Hypnotist visits North psychology classes


By Abi Murray

As part of their States of Consciousness chapter, Jennifer Weisbrodt’s AP Psychology classes welcomed hypnotist Michael Brody to North on Tuesday. Brody, referred to Weisbrodt by South’s Psychology teacher, was brought in because of his previous experience as a teacher and familiarity with the curriculum.

Brody’s demonstration required seven students with parental per
mission to participate in a relaxation exercise. He chose certain students based on their ability to focus, which makes hypnotization easier then conducted the activity. Once the students relaxed, they were then given hypnotic suggestions and underwent visualization exercises.

Senior Colleen Corbet watched as Brody hypnotized her classmates and began to experience similar symptoms herself.

“He started off by playing this weird music and had them focus on the light on the top of the ceiling and he kept just saying, like calming stuff,” Corbet said. “Slowly, they all just got really tired and I was feeling tired too, but they just started feeling tired and then he just kept on touching them on the shoulder and like snapping his fingers and saying stuff and then slowly one by one, he would say ‘sleep’ and they would just like fall right over.”
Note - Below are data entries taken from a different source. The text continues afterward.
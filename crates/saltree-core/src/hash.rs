//! Hash primitive and the canonical pairing rule
//!
//! Every parent digest in the tree is produced by [`combine`], whether the
//! node is written by a full build, an incremental insert, a tombstone repair
//! or rebuilt during proof verification.

use std::fmt;
use std::str::FromStr;

use serde::{Deserialize, Serialize};
use tiny_keccak::{Hasher as _, Keccak};

use crate::error::Error;

/// Digest width in bytes
pub const DIGEST_SIZE: usize = 32;

/// 32-byte digest produced by a [`HashFunction`]
#[derive(Clone, Copy, PartialEq, Eq, Hash, PartialOrd, Ord, Default, Serialize, Deserialize)]
pub struct Digest(#[serde(with = "crate::encoding::hex_array")] [u8; DIGEST_SIZE]);

impl Digest {
    pub const fn new(bytes: [u8; DIGEST_SIZE]) -> Self {
        Self(bytes)
    }

    pub fn as_bytes(&self) -> &[u8; DIGEST_SIZE] {
        &self.0
    }

    pub fn to_hex(&self) -> String {
        hex::encode(self.0)
    }

    /// Parse from hex, with or without a `0x` prefix
    pub fn from_hex(s: &str) -> Option<Self> {
        let bytes = crate::encoding::decode_hex(s).ok()?;
        bytes.try_into().ok().map(Self)
    }
}

impl From<[u8; DIGEST_SIZE]> for Digest {
    fn from(bytes: [u8; DIGEST_SIZE]) -> Self {
        Self(bytes)
    }
}

impl AsRef<[u8]> for Digest {
    fn as_ref(&self) -> &[u8] {
        &self.0
    }
}

impl AsMut<[u8]> for Digest {
    fn as_mut(&mut self) -> &mut [u8] {
        &mut self.0
    }
}

impl fmt::Debug for Digest {
    fn fmt(&self, f: &mut fmt::Formatter<'_>) -> fmt::Result {
        write!(f, "Digest({})", self.to_hex())
    }
}

impl fmt::Display for Digest {
    fn fmt(&self, f: &mut fmt::Formatter<'_>) -> fmt::Result {
        f.write_str(&self.to_hex())
    }
}

/// One-way function with a fixed-width output
///
/// Implementations must be collision- and preimage-resistant. The input is
/// given as a list of parts that are hashed as their concatenation, so
/// callers never need to allocate a joined buffer.
pub trait HashFunction: Send + Sync {
    /// Short ASCII name, recorded in snapshots (at most 16 bytes)
    fn name(&self) -> &'static str;

    /// Hash the concatenation of `parts`
    fn hash_parts(&self, parts: &[&[u8]]) -> Digest;

    fn hash(&self, data: &[u8]) -> Digest {
        self.hash_parts(&[data])
    }
}

/// BLAKE3 with 32-byte output
#[derive(Debug, Clone, Copy, Default)]
pub struct Blake3Hasher;

impl HashFunction for Blake3Hasher {
    fn name(&self) -> &'static str {
        "blake3"
    }

    fn hash_parts(&self, parts: &[&[u8]]) -> Digest {
        let mut hasher = blake3::Hasher::new();
        for part in parts {
            hasher.update(part);
        }
        Digest(*hasher.finalize().as_bytes())
    }
}

/// Keccak-256 (Ethereum flavour, not NIST SHA3)
#[derive(Debug, Clone, Copy, Default)]
pub struct Keccak256Hasher;

impl HashFunction for Keccak256Hasher {
    fn name(&self) -> &'static str {
        "keccak256"
    }

    fn hash_parts(&self, parts: &[&[u8]]) -> Digest {
        let mut keccak = Keccak::v256();
        for part in parts {
            keccak.update(part);
        }
        let mut out = [0u8; DIGEST_SIZE];
        keccak.finalize(&mut out);
        Digest(out)
    }
}

/// Runtime-selected hash primitive
///
/// Used wherever the algorithm comes from configuration or from a published
/// commitment rather than from a type parameter.
#[derive(Debug, Clone, Copy, PartialEq, Eq, Hash, Default, Serialize, Deserialize)]
#[serde(rename_all = "lowercase")]
pub enum HashAlgorithm {
    #[default]
    Blake3,
    Keccak256,
}

impl HashFunction for HashAlgorithm {
    fn name(&self) -> &'static str {
        match self {
            HashAlgorithm::Blake3 => Blake3Hasher.name(),
            HashAlgorithm::Keccak256 => Keccak256Hasher.name(),
        }
    }

    fn hash_parts(&self, parts: &[&[u8]]) -> Digest {
        match self {
            HashAlgorithm::Blake3 => Blake3Hasher.hash_parts(parts),
            HashAlgorithm::Keccak256 => Keccak256Hasher.hash_parts(parts),
        }
    }
}

impl fmt::Display for HashAlgorithm {
    fn fmt(&self, f: &mut fmt::Formatter<'_>) -> fmt::Result {
        f.write_str(self.name())
    }
}

impl FromStr for HashAlgorithm {
    type Err = Error;

    fn from_str(s: &str) -> Result<Self, Self::Err> {
        match s.to_lowercase().as_str() {
            "blake3" => Ok(HashAlgorithm::Blake3),
            "keccak256" | "keccak" => Ok(HashAlgorithm::Keccak256),
            other => Err(Error::UnknownHashAlgorithm(other.to_string())),
        }
    }
}

/// Parent digest of an ordered pair: `H(left || right)`
///
/// Order is positional. Never sort the operands.
pub fn combine<H: HashFunction + ?Sized>(hasher: &H, left: &Digest, right: &Digest) -> Digest {
    hasher.hash_parts(&[&left.0[..], &right.0[..]])
}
Although not every student was directly affected, the room had an infectiously calming air that managed to relax Corbet as well.

If given the opportunity to be put under hypnosis again, Corbet would be interested in participating.
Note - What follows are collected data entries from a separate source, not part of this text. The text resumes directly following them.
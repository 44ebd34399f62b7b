//! Authenticated tree over salted leaves
//!
//! Levels are stored bottom-up as plain vectors: `levels[0]` holds one leaf
//! digest per record and the last level holds the root. Each level has
//! `ceil(len / 2)` entries of the level below it, and an unpaired tail entry
//! is combined with itself.
//!
//! ```text
//! level 3                 r
//!                  /             \
//! level 2        n0               n1
//!              /    \            /  \
//! level 1    p0      p1        p2    (p2)
//!           /  \    /  \      /  \
//! level 0  l0  l1  l2  l3    l4  (l4)
//! ```
//!
//! Inserting or tombstoning rewrites only the nodes on one leaf-to-root path.
//! New digests for the path are computed first and written afterwards, so a
//! rejected mutation never leaves a half-updated tree behind.

use std::fmt;

use rand::rngs::OsRng;

use crate::error::Error;
use crate::hash::{Blake3Hasher, Digest, HashFunction};
use crate::leaf::{check_record_len, tombstone_digest, LeafSlot, Salt, SaltSource};
use crate::proof::{climb, Proof};
use crate::Result;

/// Salted, incrementally maintained hash tree
pub struct AuthenticatedTree<H: HashFunction = Blake3Hasher> {
    hasher: H,
    slots: Vec<LeafSlot>,
    levels: Vec<Vec<Digest>>,
    salts: Box<dyn SaltSource>,
}

impl<H: HashFunction> AuthenticatedTree<H> {
    /// Build from a non-empty sequence of records, salting from the OS RNG
    pub fn build<I, R>(hasher: H, records: I) -> Result<Self>
    where
        I: IntoIterator<Item = R>,
        R: Into<Vec<u8>>,
    {
        Self::build_with_salts(hasher, records, OsRng)
    }

    /// Build with an explicit salt source
    pub fn build_with_salts<I, R, S>(hasher: H, records: I, mut salts: S) -> Result<Self>
    where
        I: IntoIterator<Item = R>,
        R: Into<Vec<u8>>,
        S: SaltSource + 'static,
    {
        let slots = records
            .into_iter()
            .map(|record| {
                let record: Vec<u8> = record.into();
                check_record_len(record.len())?;
                Ok(LeafSlot::live(record, salts.next_salt()))
            })
            .collect::<Result<Vec<LeafSlot>>>()?;
        Self::from_slots(hasher, slots, Box::new(salts))
    }

    /// Rebuild every level from existing slots (salts are kept as-is)
    pub(crate) fn from_slots(
        hasher: H,
        slots: Vec<LeafSlot>,
        salts: Box<dyn SaltSource>,
    ) -> Result<Self> {
        if slots.is_empty() {
            return Err(Error::EmptyInput);
        }
        let leaves = slots.iter().map(|slot| slot.digest(&hasher)).collect();
        let levels = build_levels(&hasher, leaves);
        Ok(Self {
            hasher,
            slots,
            levels,
            salts,
        })
    }

    /// Replace the salt source used by future inserts
    pub fn set_salt_source(&mut self, salts: impl SaltSource + 'static) {
        self.salts = Box::new(salts);
    }

    pub fn hasher(&self) -> &H {
        &self.hasher
    }

    /// Current root digest
    pub fn root(&self) -> Digest {
        // levels is never empty and the top level always has exactly one node
        self.levels[self.levels.len() - 1][0]
    }

    /// Number of leaves, tombstoned ones included
    pub fn len(&self) -> usize {
        self.slots.len()
    }

    /// Always false: a tree cannot be built empty and never shrinks
    pub fn is_empty(&self) -> bool {
        self.slots.is_empty()
    }

    /// Number of levels, leaves and root included
    pub fn height(&self) -> usize {
        self.levels.len()
    }

    pub fn levels(&self) -> &[Vec<Digest>] {
        &self.levels
    }

    pub fn slots(&self) -> &[LeafSlot] {
        &self.slots
    }

    pub fn tombstone_count(&self) -> usize {
        self.slots.iter().filter(|slot| slot.is_tombstoned()).count()
    }

    pub fn leaf(&self, index: u64) -> Result<Digest> {
        let index = self.check_index(index)?;
        Ok(self.levels[0][index])
    }

    pub fn salt(&self, index: u64) -> Result<Salt> {
        let index = self.check_index(index)?;
        Ok(*self.slots[index].salt())
    }

    pub fn is_tombstoned(&self, index: u64) -> Result<bool> {
        let index = self.check_index(index)?;
        Ok(self.slots[index].is_tombstoned())
    }

    /// Record stored at `index`; tombstoned slots are unavailable
    pub fn record(&self, index: u64) -> Result<&[u8]> {
        let position = self.check_index(index)?;
        self.slots[position]
            .record()
            .ok_or(Error::RecordUnavailable { index })
    }

    /// Sibling path for `index`
    pub fn prove(&self, index: u64) -> Result<Proof> {
        let mut position = self.check_index(index)?;
        let below_root = &self.levels[..self.levels.len() - 1];

        let mut siblings = Vec::with_capacity(below_root.len());
        for level in below_root {
            let sibling = level.get(position ^ 1).unwrap_or(&level[position]);
            siblings.push(*sibling);
            position /= 2;
        }
        Ok(Proof::new(siblings))
    }

    /// Append a freshly salted record; returns its index
    ///
    /// Touches one node per level. The resulting levels are identical to a
    /// full rebuild over the same leaves. An oversized record leaves the tree
    /// untouched.
    pub fn insert(&mut self, record: impl Into<Vec<u8>>) -> Result<u64> {
        let record: Vec<u8> = record.into();
        check_record_len(record.len())?;
        let salt = self.salts.next_salt();
        let slot = LeafSlot::live(record, salt);
        let leaf = slot.digest(&self.hasher);

        let index = self.slots.len();
        let path = self.insertion_path(index, leaf);

        self.slots.push(slot);
        let mut position = index;
        for (level, digest) in path.into_iter().enumerate() {
            if level == self.levels.len() {
                self.levels.push(Vec::new());
            }
            let nodes = &mut self.levels[level];
            if position == nodes.len() {
                nodes.push(digest);
            } else {
                nodes[position] = digest;
            }
            position /= 2;
        }

        Ok(index as u64)
    }

    /// Digests along the path of a new leaf placed at `index`, leaf first
    ///
    /// The new node is always the rightmost one of its level, so its sibling
    /// either already exists on the left or is absent and the node pairs with
    /// itself. The walk stops at the first level holding a single node.
    fn insertion_path(&self, index: usize, leaf: Digest) -> Vec<Digest> {
        let mut path = Vec::with_capacity(self.levels.len() + 1);
        let mut current = leaf;
        let mut position = index;
        let mut level = 0;

        loop {
            path.push(current);
            let existing = self.levels.get(level);
            let width = existing.map_or(0, Vec::len).max(position + 1);
            if width == 1 {
                break;
            }

            let sibling = existing
                .and_then(|nodes| nodes.get(position ^ 1))
                .copied()
                .unwrap_or(current);
            current = climb(&self.hasher, position, &current, &sibling);
            position /= 2;
            level += 1;
        }

        path
    }

    /// Logically delete the record at `index`
    ///
    /// The slot keeps its index and salt; its leaf becomes
    /// `H(sentinel || salt)` and every ancestor is recomputed. Tombstoning an
    /// already tombstoned slot changes nothing.
    pub fn tombstone(&mut self, index: u64) -> Result<()> {
        let position = self.check_index(index)?;
        let leaf = tombstone_digest(&self.hasher, self.slots[position].salt());
        let path = self.repair_path(position, leaf);

        self.slots[position].tombstone();
        let mut position = position;
        for (level, digest) in path.into_iter().enumerate() {
            self.levels[level][position] = digest;
            position /= 2;
        }
        Ok(())
    }

    /// Digests along the path of an existing leaf replaced by `leaf`
    fn repair_path(&self, index: usize, leaf: Digest) -> Vec<Digest> {
        let mut path = Vec::with_capacity(self.levels.len());
        let mut current = leaf;
        let mut position = index;

        path.push(current);
        for level in &self.levels[..self.levels.len() - 1] {
            let sibling = level.get(position ^ 1).copied().unwrap_or(current);
            current = climb(&self.hasher, position, &current, &sibling);
            position /= 2;
            path.push(current);
        }
        path
    }

    fn check_index(&self, index: u64) -> Result<usize> {
        let size = self.slots.len() as u64;
        if index >= size {
            return Err(Error::IndexOutOfRange { index, size });
        }
        Ok(index as usize)
    }
}

impl<H: HashFunction> fmt::Debug for AuthenticatedTree<H> {
    fn fmt(&self, f: &mut fmt::Formatter<'_>) -> fmt::Result {
        f.debug_struct("AuthenticatedTree")
            .field("hasher", &self.hasher.name())
            .field("leaves", &self.slots.len())
            .field("height", &self.levels.len())
            .field("root", &self.root())
            .finish()
    }
}

/// Full bottom-up build from leaf digests
pub(crate) fn build_levels<H: HashFunction + ?Sized>(
    hasher: &H,
    leaves: Vec<Digest>,
) -> Vec<Vec<Digest>> {
    let mut levels = vec![leaves];
    loop {
        let top = &levels[levels.len() - 1];
        if top.len() <= 1 {
            break;
        }
        let next: Vec<Digest> = top
            .chunks(2)
            .map(|pair| {
                let left = &pair[0];
                let right = pair.get(1).unwrap_or(left);
                crate::hash::combine(hasher, left, right)
            })
            .collect();
        levels.push(next);
    }
    levels
}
Corbet said she would like to try hypnosis.

“Everyone afterwards said it was just so peaceful and relaxing,” Corbet said. “They felt so good afterward, so I would really like to experience that.”

Senior Abby Kanakry was one of the chosen students for whom hypnosis wasn’t effective. Brody did succeed in relaxing Kanakry, yet unlike her fellow students, she remained awake.

“He would start coming by and whispering in people’s ears to like, ‘go to sleep,’” Kanakry said. “And it slowly started working, and my whole entire body felt relaxed, but I wasn’t actually asleep. Like I didn’t feel like I could move, but I wasn’t asleep.”

However, Kanakry said she was instantly pulled from the tranquil state upon hearing another classmate talking in the room so she opened her eyes and returned to her seat.

At the end of the period, Kanakry asked Brody why the hypnosis failed on her.

“He said that it might have been that I wasn’t focusing hard enough in the beginning, or he said that a lot of times like other distractions can just make you come out of it or if he asked you to do something that you didn’t want to do, like that you wouldn’t do in the right state of mind, that you’ll just instantly come out of it,” Kanakry said.

Weisbrodt said she hopes Brody can return in the following years to repeat this demonstration to her students.

“It makes the material memorable for the students and provides a deeper understanding of the process,” she said.